French-Canadians have been present in the Lake Champlain Region since the late 1600s, Jane Whitmore began at our Pause Midi on February 16. During the nineteenth-century Quebec Diaspora, or “La Grande Émigration,” some 900,000 people left Quebec for the United States, seeking economic opportunities and a better life. Between 1860 and 1900, New England’s French-Canadian population skyrocketed, so that by 1900, fully 37 percent of North America’s French Canadians were living in the United States, most of them in New England.
Whitmore is a descendant of such immigrants–all eight of her own great-grandparents came from French Canada. As avolunteer at the Vermont Genealogy Library, Whitmore has helped many French-Canadian descendants trace their family history.

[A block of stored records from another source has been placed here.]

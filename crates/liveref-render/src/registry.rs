//! Field registry for field projections
//!
//! Maps a projectable `field_id` to its display name and formatter. Field ids
//! are unique across categories; the registry only grows, so a document
//! authored against an older registry never loses a field.

use crate::error::{FormatError, FormatResult, RegistryError};
use crate::html::{grouped, money};
use chrono::{DateTime, NaiveDate};
use indexmap::IndexMap;
use liveref_resolve::{FieldValue, ResolvedEntity};
use std::fmt;
use std::sync::Arc;

/// Formatter from a raw field value to display text
///
/// The entity the value was read from is passed along for context such as
/// its currency. Formatters are not trusted: they may return an error or panic, and the
/// presenter contains both to the one field.
pub type Formatter = Arc<dyn Fn(&FieldValue, &ResolvedEntity) -> FormatResult + Send + Sync>;

/// Field category
#[derive(Debug, Clone, Copy, PartialEq, Eq, Hash)]
pub enum FieldCategory {
    /// Identity and description
    Basic,
    /// Pricing
    Price,
    /// Shipping perks
    Shipping,
    /// Coupons
    Coupon,
}

impl FieldCategory {
    /// Every category, in display order
    pub const ALL: &'static [Self] = &[Self::Basic, Self::Price, Self::Shipping, Self::Coupon];

    /// Lowercase name
    #[inline]
    #[must_use]
    pub fn as_str(self) -> &'static str {
        match self {
            Self::Basic => "basic",
            Self::Price => "price",
            Self::Shipping => "shipping",
            Self::Coupon => "coupon",
        }
    }
}

impl fmt::Display for FieldCategory {
    fn fmt(&self, f: &mut fmt::Formatter<'_>) -> fmt::Result {
        f.write_str(self.as_str())
    }
}

/// One registered field
#[derive(Clone)]
pub struct FieldDef {
    /// Stable id stored in field projection nodes
    pub field_id: String,
    /// Human readable name
    pub display_name: String,
    /// Category the field is listed under
    pub category: FieldCategory,
    /// Display formatter
    pub formatter: Formatter,
}

impl FieldDef {
    /// Create field definition
    pub fn new<F>(field_id: impl Into<String>, display_name: impl Into<String>, category: FieldCategory, formatter: F) -> Self
    where
        F: Fn(&FieldValue, &ResolvedEntity) -> FormatResult + Send + Sync + 'static,
    {
        Self {
            field_id: field_id.into(),
            display_name: display_name.into(),
            category,
            formatter: Arc::new(formatter),
        }
    }
}

impl fmt::Debug for FieldDef {
    fn fmt(&self, f: &mut fmt::Formatter<'_>) -> fmt::Result {
        f.debug_struct("FieldDef")
            .field("field_id", &self.field_id)
            .field("display_name", &self.display_name)
            .field("category", &self.category)
            .finish_non_exhaustive()
    }
}

/// Registry of projectable fields
#[derive(Debug, Default, Clone)]
pub struct FieldRegistry {
    fields: IndexMap<String, FieldDef>,
}

impl FieldRegistry {
    /// Create new empty registry
    #[inline]
    #[must_use]
    pub fn new() -> Self {
        Self {
            fields: IndexMap::new(),
        }
    }

    /// Create registry with built-in fields
    #[must_use]
    pub fn with_defaults() -> Self {
        use FieldCategory::{Basic, Coupon, Price, Shipping};

        let builtins = [
            FieldDef::new("title", "Title", Basic, format_text),
            FieldDef::new("brand", "Brand", Basic, format_text),
            FieldDef::new("image", "Image", Basic, format_text),
            FieldDef::new("url", "Link", Basic, format_text),
            FieldDef::new("code", "Catalog code", Basic, format_text),
            FieldDef::new("rating", "Rating", Basic, format_rating),
            FieldDef::new("reviewCount", "Reviews", Basic, format_count),
            FieldDef::new("price", "Price", Price, format_price),
            FieldDef::new("originalPrice", "List price", Price, format_price),
            FieldDef::new("discountPercent", "Discount", Price, format_percent),
            FieldDef::new("savings", "You save", Price, format_price),
            FieldDef::new("isPrime", "Prime", Shipping, format_flag),
            FieldDef::new("isFreeShipping", "Free shipping", Shipping, format_flag),
            FieldDef::new("couponType", "Coupon type", Coupon, format_coupon_type),
            FieldDef::new("couponValue", "Coupon value", Coupon, format_number),
            FieldDef::new("couponExpiry", "Coupon expires", Coupon, format_date),
            FieldDef::new("couponLabel", "Coupon", Coupon, format_text),
        ];

        let mut registry = Self::new();
        for def in builtins {
            // Built-in ids are distinct literals.
            let _ = registry.register(def);
        }
        registry
    }

    /// Register a field
    ///
    /// # Errors
    /// - `RegistryError::DuplicateField` if the id exists in any category
    /// - `RegistryError::EmptyFieldId` for an empty id
    pub fn register(&mut self, def: FieldDef) -> Result<(), RegistryError> {
        if def.field_id.trim().is_empty() {
            return Err(RegistryError::EmptyFieldId);
        }
        if self.fields.contains_key(&def.field_id) {
            return Err(RegistryError::DuplicateField(def.field_id));
        }
        tracing::debug!(field_id = %def.field_id, category = %def.category, "registered field");
        self.fields.insert(def.field_id.clone(), def);
        Ok(())
    }

    /// Look up a field
    #[inline]
    #[must_use]
    pub fn get(&self, field_id: &str) -> Option<&FieldDef> {
        self.fields.get(field_id)
    }

    /// Check if field exists
    #[inline]
    #[must_use]
    pub fn contains(&self, field_id: &str) -> bool {
        self.fields.contains_key(field_id)
    }

    /// Fields of one category, in registration order
    pub fn by_category(&self, category: FieldCategory) -> impl Iterator<Item = &FieldDef> {
        self.fields.values().filter(move |def| def.category == category)
    }

    /// Iterate over all fields
    pub fn iter(&self) -> impl Iterator<Item = &FieldDef> {
        self.fields.values()
    }

    /// Get number of registered fields
    #[inline]
    #[must_use]
    pub fn len(&self) -> usize {
        self.fields.len()
    }

    /// Check if registry is empty
    #[inline]
    #[must_use]
    pub fn is_empty(&self) -> bool {
        self.fields.is_empty()
    }
}

fn number(formatter: &'static str, value: &FieldValue) -> Result<f64, FormatError> {
    value
        .as_f64()
        .filter(|n| n.is_finite())
        .ok_or_else(|| FormatError::unsupported(formatter, value))
}

fn format_text(value: &FieldValue, _: &ResolvedEntity) -> FormatResult {
    match value {
        FieldValue::Text(s) => Ok(s.clone()),
        other => Err(FormatError::unsupported("text", other)),
    }
}

fn format_price(value: &FieldValue, entity: &ResolvedEntity) -> FormatResult {
    let n = number("price", value)?;
    if n < 0.0 {
        return Err(FormatError::invalid("price", "negative amount"));
    }
    Ok(money(n, entity.currency.as_deref()))
}

fn format_percent(value: &FieldValue, _: &ResolvedEntity) -> FormatResult {
    Ok(format!("{}%", number("percent", value)?.round()))
}

fn format_number(value: &FieldValue, _: &ResolvedEntity) -> FormatResult {
    Ok(number("number", value)?.to_string())
}

fn format_rating(value: &FieldValue, _: &ResolvedEntity) -> FormatResult {
    let n = number("rating", value)?;
    if !(0.0..=5.0).contains(&n) {
        return Err(FormatError::invalid("rating", format!("{n} is outside 0-5")));
    }
    Ok(format!("{n:.1} out of 5"))
}

fn format_count(value: &FieldValue, _: &ResolvedEntity) -> FormatResult {
    match value {
        FieldValue::Integer(n) => Ok(grouped(*n)),
        other => Err(FormatError::unsupported("count", other)),
    }
}

fn format_flag(value: &FieldValue, _: &ResolvedEntity) -> FormatResult {
    match value {
        FieldValue::Bool(true) => Ok("Yes".to_string()),
        FieldValue::Bool(false) => Ok("No".to_string()),
        other => Err(FormatError::unsupported("flag", other)),
    }
}

fn format_coupon_type(value: &FieldValue, _: &ResolvedEntity) -> FormatResult {
    match value {
        FieldValue::Text(t) if t == "percentage" => Ok("Percent off".to_string()),
        FieldValue::Text(t) if t == "fixed" => Ok("Amount off".to_string()),
        other => Err(FormatError::unsupported("coupon type", other)),
    }
}

fn format_date(value: &FieldValue, _: &ResolvedEntity) -> FormatResult {
    let FieldValue::Text(raw) = value else {
        return Err(FormatError::unsupported("date", value));
    };
    let date = DateTime::parse_from_rfc3339(raw)
        .map(|dt| dt.date_naive())
        .or_else(|_| NaiveDate::parse_from_str(raw, "%Y-%m-%d"))
        .map_err(|e| FormatError::invalid("date", e.to_string()))?;
    Ok(date.format("%b %-d, %Y").to_string())
}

The Vermont Genealogy Library, she explained, has resources and experienced staff to help with this research. It was created in 1996 by the French-Canadian Genealogical Society to be a repository of data and to provide resources for individuals’ genealogical research. Since its founding it has moved and expanded four times.
Basic Steps
Tracing ancestry can seem like an overwhelming job. So Whitmore recommended that you start with what you know. Collect primary information like photos and all the paper information you can get your hands on. Look for family Bibles. Interview your relatives. See if anyone else has already done any research on your family.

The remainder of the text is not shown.